//! Textual form of instruction words.
//!
//! `disassemble` renders the datasheet mnemonics; `assemble` parses the
//! same form back. The two are exact inverses for every word that decodes:
//! `assemble(&disassemble(w, s), s) == Ok(w)`.

use std::error::Error;
use std::fmt;

use crate::instruction::{
    DecodeError, InSource, Instruction, JmpCondition, MovDestination, MovOperation, MovSource,
    OutDestination, SetDestination, SideSet, WaitSource,
};

/// Failure to parse a textual instruction.
#[derive(Debug, Clone, PartialEq, Eq)]
pub enum AsmError {
    UnknownMnemonic(String),
    MissingOperand,
    InvalidOperand(String),
    TrailingInput(String),
    Reserved(DecodeError),
}

impl fmt::Display for AsmError {
    fn fmt(&self, f: &mut fmt::Formatter<'_>) -> fmt::Result {
        match self {
            Self::UnknownMnemonic(m) => write!(f, "unknown mnemonic: {m}"),
            Self::MissingOperand => write!(f, "missing operand"),
            Self::InvalidOperand(o) => write!(f, "invalid operand: {o}"),
            Self::TrailingInput(t) => write!(f, "trailing input: {t}"),
            Self::Reserved(e) => write!(f, "{e}"),
        }
    }
}

impl Error for AsmError {}

fn irq_index_display(index: u8) -> String {
    if index & 0x10 != 0 {
        format!("{}_rel", index & 0x3)
    } else {
        format!("{}", index & 0x7)
    }
}

fn mov_source_display(operation: MovOperation, source: MovSource) -> String {
    let src = match source {
        MovSource::Pins => "pins",
        MovSource::X => "x",
        MovSource::Y => "y",
        MovSource::Null => "null",
        MovSource::Status => "status",
        MovSource::Isr => "isr",
        MovSource::Osr => "osr",
    };
    match operation {
        MovOperation::None => src.to_string(),
        MovOperation::Invert => format!("!{src}"),
        MovOperation::Reverse => format!("::{src}"),
    }
}

/// Render an instruction word as assembler text.
#[must_use]
pub fn disassemble(word: u16, side_set: &SideSet) -> String {
    let Ok(inst) = Instruction::decode(word) else {
        return format!(".word {word:#06x}");
    };
    let (delay, side) = side_set.split(word);
    let body = match inst {
        Instruction::Jmp { condition, address } => {
            let cond = match condition {
                JmpCondition::Always => "",
                JmpCondition::XZero => "!x, ",
                JmpCondition::XNonZeroDec => "x--, ",
                JmpCondition::YZero => "!y, ",
                JmpCondition::YNonZeroDec => "y--, ",
                JmpCondition::XNotEqualY => "x!=y, ",
                JmpCondition::Pin => "pin, ",
                JmpCondition::OsrNotEmpty => "!osre, ",
            };
            format!("jmp {cond}{address}")
        }
        Instruction::Wait {
            polarity,
            source,
            index,
        } => {
            let pol = u8::from(polarity);
            match source {
                WaitSource::Gpio => format!("wait {pol} gpio {index}"),
                WaitSource::Pin => format!("wait {pol} pin {index}"),
                WaitSource::Irq => format!("wait {pol} irq {}", irq_index_display(index)),
            }
        }
        Instruction::In { source, bit_count } => {
            let src = match source {
                InSource::Pins => "pins",
                InSource::X => "x",
                InSource::Y => "y",
                InSource::Null => "null",
                InSource::Isr => "isr",
                InSource::Osr => "osr",
            };
            format!("in {src}, {bit_count}")
        }
        Instruction::Out {
            destination,
            bit_count,
        } => {
            let dst = match destination {
                OutDestination::Pins => "pins",
                OutDestination::X => "x",
                OutDestination::Y => "y",
                OutDestination::Null => "null",
                OutDestination::PinDirs => "pindirs",
                OutDestination::Pc => "pc",
                OutDestination::Isr => "isr",
                OutDestination::Exec => "exec",
            };
            format!("out {dst}, {bit_count}")
        }
        Instruction::Push { if_full, block } => format!(
            "push {}{}",
            if if_full { "iffull " } else { "" },
            if block { "block" } else { "noblock" }
        ),
        Instruction::Pull { if_empty, block } => format!(
            "pull {}{}",
            if if_empty { "ifempty " } else { "" },
            if block { "block" } else { "noblock" }
        ),
        Instruction::Mov {
            destination,
            operation,
            source,
        } => {
            let dst = match destination {
                MovDestination::Pins => "pins",
                MovDestination::X => "x",
                MovDestination::Y => "y",
                MovDestination::Exec => "exec",
                MovDestination::Pc => "pc",
                MovDestination::Isr => "isr",
                MovDestination::Osr => "osr",
            };
            format!("mov {dst}, {}", mov_source_display(operation, source))
        }
        Instruction::Irq { clear, wait, index } => {
            let mode = if clear {
                "clear "
            } else if wait {
                "wait "
            } else {
                ""
            };
            format!("irq {mode}{}", irq_index_display(index))
        }
        Instruction::Set { destination, data } => {
            let dst = match destination {
                SetDestination::Pins => "pins",
                SetDestination::X => "x",
                SetDestination::Y => "y",
                SetDestination::PinDirs => "pindirs",
            };
            format!("set {dst}, {data}")
        }
    };
    let mut text = body;
    if let Some(side) = side {
        text.push_str(&format!(" side {side}"));
    }
    if delay > 0 {
        text.push_str(&format!(" [{delay}]"));
    }
    text
}

fn parse_number(token: &str) -> Result<u32, AsmError> {
    token
        .parse()
        .map_err(|_| AsmError::InvalidOperand(token.to_string()))
}

fn parse_irq_index(token: &str) -> Result<u8, AsmError> {
    if let Some(num) = token.strip_suffix("_rel") {
        let n = parse_number(num)?;
        if n > 3 {
            return Err(AsmError::InvalidOperand(token.to_string()));
        }
        Ok(0x10 | n as u8)
    } else {
        let n = parse_number(token)?;
        if n > 7 {
            return Err(AsmError::InvalidOperand(token.to_string()));
        }
        Ok(n as u8)
    }
}

fn parse_bit_count(token: &str) -> Result<u32, AsmError> {
    let n = parse_number(token)?;
    if n == 0 || n > 32 {
        return Err(AsmError::InvalidOperand(token.to_string()));
    }
    Ok(n)
}

/// Strip a trailing ` side N` / ` [D]` suffix pair off the line.
fn split_suffix(line: &str) -> Result<(&str, Option<u8>, u8), AsmError> {
    let mut rest = line.trim();
    let mut delay = 0u8;
    if let Some(open) = rest.rfind('[') {
        let close = rest
            .rfind(']')
            .ok_or_else(|| AsmError::InvalidOperand(rest.to_string()))?;
        if close == rest.len() - 1 {
            let inside = &rest[open + 1..close];
            delay = parse_number(inside)? as u8;
            rest = rest[..open].trim_end();
        }
    }
    let mut side = None;
    if let Some(pos) = rest.rfind(" side ") {
        let value = rest[pos + " side ".len()..].trim();
        side = Some(parse_number(value)? as u8);
        rest = rest[..pos].trim_end();
    }
    Ok((rest, side, delay))
}

/// Parse one line of assembler text into an instruction word.
pub fn assemble(line: &str, side_set: &SideSet) -> Result<u16, AsmError> {
    let (body, side, delay) = split_suffix(line)?;
    let tokens: Vec<&str> = body
        .split([' ', '\t', ','])
        .filter(|t| !t.is_empty())
        .collect();
    let (&mnemonic, args) = tokens
        .split_first()
        .ok_or(AsmError::MissingOperand)?;

    let inst = match mnemonic {
        "jmp" => assemble_jmp(args)?,
        "wait" => assemble_wait(args)?,
        "in" => assemble_in(args)?,
        "out" => assemble_out(args)?,
        "push" => {
            let (if_full, block) = parse_fifo_flags(args, "iffull")?;
            Instruction::Push { if_full, block }
        }
        "pull" => {
            let (if_empty, block) = parse_fifo_flags(args, "ifempty")?;
            Instruction::Pull { if_empty, block }
        }
        "mov" => assemble_mov(args)?,
        "irq" => assemble_irq(args)?,
        "set" => assemble_set(args)?,
        other => return Err(AsmError::UnknownMnemonic(other.to_string())),
    };

    let word = inst.encode() | side_set.encode(delay, side);
    // Guard against operand combinations the encoding cannot express.
    Instruction::decode(word).map_err(AsmError::Reserved)?;
    Ok(word)
}

fn assemble_jmp(args: &[&str]) -> Result<Instruction, AsmError> {
    match args {
        [addr] => Ok(Instruction::Jmp {
            condition: JmpCondition::Always,
            address: parse_number(addr)? as u8 & 0x1F,
        }),
        [cond, addr] => {
            let condition = match *cond {
                "!x" => JmpCondition::XZero,
                "x--" => JmpCondition::XNonZeroDec,
                "!y" => JmpCondition::YZero,
                "y--" => JmpCondition::YNonZeroDec,
                "x!=y" => JmpCondition::XNotEqualY,
                "pin" => JmpCondition::Pin,
                "!osre" => JmpCondition::OsrNotEmpty,
                other => return Err(AsmError::InvalidOperand(other.to_string())),
            };
            Ok(Instruction::Jmp {
                condition,
                address: parse_number(addr)? as u8 & 0x1F,
            })
        }
        [] => Err(AsmError::MissingOperand),
        [_, _, extra, ..] => Err(AsmError::TrailingInput((*extra).to_string())),
    }
}

fn assemble_wait(args: &[&str]) -> Result<Instruction, AsmError> {
    let [pol, src, index] = args else {
        return Err(AsmError::MissingOperand);
    };
    let polarity = match *pol {
        "0" => false,
        "1" => true,
        other => return Err(AsmError::InvalidOperand(other.to_string())),
    };
    let (source, index) = match *src {
        "gpio" => (WaitSource::Gpio, parse_number(index)? as u8 & 0x1F),
        "pin" => (WaitSource::Pin, parse_number(index)? as u8 & 0x1F),
        "irq" => (WaitSource::Irq, parse_irq_index(index)?),
        other => return Err(AsmError::InvalidOperand(other.to_string())),
    };
    Ok(Instruction::Wait {
        polarity,
        source,
        index,
    })
}

fn assemble_in(args: &[&str]) -> Result<Instruction, AsmError> {
    let [src, count] = args else {
        return Err(AsmError::MissingOperand);
    };
    let source = match *src {
        "pins" => InSource::Pins,
        "x" => InSource::X,
        "y" => InSource::Y,
        "null" => InSource::Null,
        "isr" => InSource::Isr,
        "osr" => InSource::Osr,
        other => return Err(AsmError::InvalidOperand(other.to_string())),
    };
    Ok(Instruction::In {
        source,
        bit_count: parse_bit_count(count)?,
    })
}

fn assemble_out(args: &[&str]) -> Result<Instruction, AsmError> {
    let [dst, count] = args else {
        return Err(AsmError::MissingOperand);
    };
    let destination = match *dst {
        "pins" => OutDestination::Pins,
        "x" => OutDestination::X,
        "y" => OutDestination::Y,
        "null" => OutDestination::Null,
        "pindirs" => OutDestination::PinDirs,
        "pc" => OutDestination::Pc,
        "isr" => OutDestination::Isr,
        "exec" => OutDestination::Exec,
        other => return Err(AsmError::InvalidOperand(other.to_string())),
    };
    Ok(Instruction::Out {
        destination,
        bit_count: parse_bit_count(count)?,
    })
}

fn parse_fifo_flags(args: &[&str], modifier: &str) -> Result<(bool, bool), AsmError> {
    match args {
        [] => Ok((false, true)),
        [b] if *b == "block" => Ok((false, true)),
        [b] if *b == "noblock" => Ok((false, false)),
        [m] if *m == modifier => Ok((true, true)),
        [m, b] if *m == modifier && *b == "block" => Ok((true, true)),
        [m, b] if *m == modifier && *b == "noblock" => Ok((true, false)),
        [other, ..] => Err(AsmError::InvalidOperand((*other).to_string())),
    }
}

fn assemble_mov(args: &[&str]) -> Result<Instruction, AsmError> {
    let [dst, src] = args else {
        return Err(AsmError::MissingOperand);
    };
    let destination = match *dst {
        "pins" => MovDestination::Pins,
        "x" => MovDestination::X,
        "y" => MovDestination::Y,
        "exec" => MovDestination::Exec,
        "pc" => MovDestination::Pc,
        "isr" => MovDestination::Isr,
        "osr" => MovDestination::Osr,
        other => return Err(AsmError::InvalidOperand(other.to_string())),
    };
    let (operation, src) = if let Some(s) = src.strip_prefix("::") {
        (MovOperation::Reverse, s)
    } else if let Some(s) = src.strip_prefix('!') {
        (MovOperation::Invert, s)
    } else if let Some(s) = src.strip_prefix('~') {
        (MovOperation::Invert, s)
    } else {
        (MovOperation::None, *src)
    };
    let source = match src {
        "pins" => MovSource::Pins,
        "x" => MovSource::X,
        "y" => MovSource::Y,
        "null" => MovSource::Null,
        "status" => MovSource::Status,
        "isr" => MovSource::Isr,
        "osr" => MovSource::Osr,
        other => return Err(AsmError::InvalidOperand(other.to_string())),
    };
    Ok(Instruction::Mov {
        destination,
        operation,
        source,
    })
}

fn assemble_irq(args: &[&str]) -> Result<Instruction, AsmError> {
    let (clear, wait, index) = match args {
        [index] => (false, false, index),
        [mode, index] => match *mode {
            "clear" => (true, false, index),
            "wait" => (false, true, index),
            "set" | "nowait" => (false, false, index),
            other => return Err(AsmError::InvalidOperand(other.to_string())),
        },
        [] => return Err(AsmError::MissingOperand),
        [_, _, extra, ..] => return Err(AsmError::TrailingInput((*extra).to_string())),
    };
    Ok(Instruction::Irq {
        clear,
        wait,
        index: parse_irq_index(index)?,
    })
}

fn assemble_set(args: &[&str]) -> Result<Instruction, AsmError> {
    let [dst, data] = args else {
        return Err(AsmError::MissingOperand);
    };
    let destination = match *dst {
        "pins" => SetDestination::Pins,
        "x" => SetDestination::X,
        "y" => SetDestination::Y,
        "pindirs" => SetDestination::PinDirs,
        other => return Err(AsmError::InvalidOperand(other.to_string())),
    };
    let value = parse_number(data)?;
    if value > 31 {
        return Err(AsmError::InvalidOperand((*data).to_string()));
    }
    Ok(Instruction::Set {
        destination,
        data: value as u8,
    })
}
//! Extended emulator-only register facade.
//!
//! Exposes internal state the real silicon keeps hidden (scratch registers,
//! shift counters, delay and stall state, latched decode faults) plus
//! emulator controls: external pin injection and the single-step clock
//! phase triggers. Monitors and timing front-ends drive the emulator
//! exclusively through this window.

use emu_core::{ClockMode, Registers};

use crate::EmulatorHandle;

/// Registers per SMx_* group.
const SM_REGS: usize = 10;

const SM0_REGX: usize = 0x00;
const GPIO_PINS: usize = 4 * SM_REGS;
const GPIO_PINDIRS: usize = GPIO_PINS + 1;
const MASTERCLK_MODE: usize = GPIO_PINS + 2;
const MASTERCLK_FREQ: usize = GPIO_PINS + 3;
const MASTERCLK_TRIGGER_PHASE0: usize = GPIO_PINS + 4;
const MASTERCLK_TRIGGER_PHASE1: usize = GPIO_PINS + 5;

const REG_COUNT: u16 = (GPIO_PINS + 6) as u16;

/// The DECODE_FAULT register carries the faulting word with this flag bit.
const DECODE_FAULT_VALID: u32 = 1 << 16;

/// Extended facade of one PIO block.
pub struct PioEmuRegisters {
    handle: EmulatorHandle,
    pio_num: usize,
    base: u32,
}

impl PioEmuRegisters {
    #[must_use]
    pub fn new(handle: EmulatorHandle, pio_num: usize, base: u32) -> Self {
        Self {
            handle,
            pio_num,
            base,
        }
    }
}

impl Registers for PioEmuRegisters {
    fn base_address(&self) -> u32 {
        self.base
    }

    fn reg_count(&self) -> u16 {
        REG_COUNT
    }

    fn label_for_register(&self, reg: usize) -> String {
        match reg {
            SM0_REGX..=0x27 => {
                let sm_num = reg / SM_REGS;
                let field = match reg % SM_REGS {
                    0 => "REGX",
                    1 => "REGY",
                    2 => "PC",
                    3 => "ISR",
                    4 => "ISR_SHIFT_COUNT",
                    5 => "OSR",
                    6 => "OSR_SHIFT_COUNT",
                    7 => "DELAY",
                    8 => "STALLED",
                    _ => "DECODE_FAULT",
                };
                format!("SM{sm_num}_{field}")
            }
            GPIO_PINS => "GPIO_PINS".into(),
            GPIO_PINDIRS => "GPIO_PINDIRS".into(),
            MASTERCLK_MODE => "MASTERCLK_MODE".into(),
            MASTERCLK_FREQ => "MASTERCLK_FREQ".into(),
            MASTERCLK_TRIGGER_PHASE0 => "MASTERCLK_TRIGGER_PHASE0".into(),
            MASTERCLK_TRIGGER_PHASE1 => "MASTERCLK_TRIGGER_PHASE1".into(),
            _ => format!("PIO{}_EMU+{:#x}", self.pio_num, reg * 4),
        }
    }

    fn read_register(&mut self, reg: usize) -> u32 {
        let mut guard = self.handle.lock();
        let emulator = &mut *guard;
        match reg {
            SM0_REGX..=0x27 => {
                let sm = emulator.pio(self.pio_num).sm(reg / SM_REGS);
                match reg % SM_REGS {
                    0 => sm.x(),
                    1 => sm.y(),
                    2 => sm.pc(),
                    3 => sm.isr_value(),
                    4 => sm.isr_count(),
                    5 => sm.osr_value(),
                    6 => sm.osr_count(),
                    7 => sm.delay_remaining(),
                    8 => u32::from(sm.is_stalled()),
                    _ => sm
                        .decode_fault()
                        .map_or(0, |word| DECODE_FAULT_VALID | u32::from(word)),
                }
            }
            GPIO_PINS => emulator.pio(self.pio_num).gpio().pins_value(),
            GPIO_PINDIRS => emulator.pio(self.pio_num).gpio().pin_dirs_value(),
            MASTERCLK_MODE => match emulator.clock().mode() {
                ClockMode::SingleStep => 0,
                ClockMode::FreeRunning => 1,
            },
            MASTERCLK_FREQ => emulator.clock().frequency_hz(),
            // the phase triggers are write-only pulses
            _ => 0,
        }
    }

    fn write_register(&mut self, reg: usize, value: u32, mask: u32, xor: bool) {
        match reg {
            GPIO_PINS => {
                let mut emulator = self.handle.lock();
                let gpio = emulator.pio_mut(self.pio_num).gpio_mut();
                let levels = if xor {
                    gpio.pins_value() ^ (value & mask)
                } else {
                    (gpio.pins_value() & !mask) | (value & mask)
                };
                gpio.set_pins_value(levels);
            }
            MASTERCLK_MODE => {
                let mode = if value & mask & 1 != 0 {
                    ClockMode::FreeRunning
                } else {
                    ClockMode::SingleStep
                };
                self.handle.set_clock_mode(mode);
            }
            MASTERCLK_FREQ => {
                let mut emulator = self.handle.lock();
                let hz = emu_core::write_masked(emulator.clock().frequency_hz(), value, mask, xor);
                emulator.clock_mut().set_frequency_hz(hz);
            }
            // The triggers run the phase synchronously; the caller observes
            // a quiesced block once the write returns.
            MASTERCLK_TRIGGER_PHASE0 => {
                if value & mask != 0 {
                    self.handle.trigger_phase0();
                }
            }
            MASTERCLK_TRIGGER_PHASE1 => {
                if value & mask != 0 {
                    self.handle.trigger_phase1();
                }
            }
            // everything else in this window is read-only
            _ => {}
        }
    }
}
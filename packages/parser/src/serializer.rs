use crate::ast::*;

/// Serialize a document back to canonical `.cf` source.
pub fn serialize(document: &Document) -> String {
    let mut serializer = Serializer::new();
    serializer.serialize_document(document);
    serializer.into_output()
}

/// Writes a document as canonical source text.
///
/// Markup runs are emitted verbatim. Preview and snippet tags are placed on
/// their own lines, and snippet bodies are emitted with exactly one leading
/// and trailing newline, so reparsing yields the same trimmed fragments.
pub struct Serializer {
    output: String,
}

impl Serializer {
    pub fn new() -> Self {
        Self {
            output: String::new(),
        }
    }

    pub fn into_output(self) -> String {
        self.output
    }

    pub fn serialize_document(&mut self, document: &Document) {
        for node in &document.nodes {
            match node {
                Node::Markup { text, .. } => self.output.push_str(text),
                Node::Preview(preview) => self.serialize_preview(preview),
            }
        }
    }

    fn serialize_preview(&mut self, preview: &PreviewBlock) {
        self.output.push_str("{{ preview");
        if let Some(title) = &preview.title {
            self.output.push_str(" title=\"");
            self.output.push_str(&escape_attribute_value(title));
            self.output.push('"');
        }
        self.output.push_str(" }}\n");

        for snippet in &preview.snippets {
            self.serialize_snippet(snippet);
        }

        self.output.push_str("{{ /preview }}");
    }

    fn serialize_snippet(&mut self, snippet: &SnippetBlock) {
        self.output.push_str("{{ snippet");
        if let Some(language) = &snippet.language {
            self.output.push_str(" lang=\"");
            self.output.push_str(&escape_attribute_value(language));
            self.output.push('"');
        }
        self.output.push_str(" }}\n");

        self.output
            .push_str(snippet.body.trim_matches(|c| c == '\n' || c == '\r'));
        self.output.push_str("\n{{ /snippet }}\n");
    }
}

impl Default for Serializer {
    fn default() -> Self {
        Self::new()
    }
}

fn escape_attribute_value(value: &str) -> String {
    value
        .replace('\\', "\\\\")
        .replace('"', "\\\"")
        .replace('\n', "\\n")
}

#[cfg(test)]
mod tests {
    use super::*;
    use crate::parser::parse;

    #[test]
    fn test_serialize_round_trip() {
        let source = concat!(
            "intro\n",
            "{{ preview title=\"Demo\" }}\n",
            "{{ snippet lang=\"css\" }}\n.x{color:red}\n{{ /snippet }}\n",
            "{{ /preview }}",
        );
        let doc = parse(source).unwrap();
        let reparsed = parse(&serialize(&doc)).unwrap();

        let original: Vec<_> = doc.previews().collect();
        let round_tripped: Vec<_> = reparsed.previews().collect();
        assert_eq!(original.len(), round_tripped.len());

        for (a, b) in original.iter().zip(&round_tripped) {
            assert_eq!(a.title, b.title);
            assert_eq!(a.snippets.len(), b.snippets.len());
            for (sa, sb) in a.snippets.iter().zip(&b.snippets) {
                assert_eq!(sa.language, sb.language);
                assert_eq!(
                    sa.body.trim_matches(|c| c == '\n' || c == '\r'),
                    sb.body.trim_matches(|c| c == '\n' || c == '\r'),
                );
            }
        }
    }

    #[test]
    fn test_serialize_escapes_title_quotes() {
        let doc = parse("{{ preview title=\"a \\\"b\\\"\" }}{{ /preview }}").unwrap();
        let out = serialize(&doc);
        assert!(out.contains("title=\"a \\\"b\\\"\""));

        let reparsed = parse(&out).unwrap();
        assert_eq!(
            reparsed.previews().next().unwrap().title.as_deref(),
            Some("a \"b\"")
        );
    }
}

> _WHAT IS BEING ASKED_:
To answer, copy each line from the material above that has the word "inside".

> _EXERCISE RESPONSE_:
            let inside = &rest[open + 1..close];
            delay = parse_number(inside)? as u8;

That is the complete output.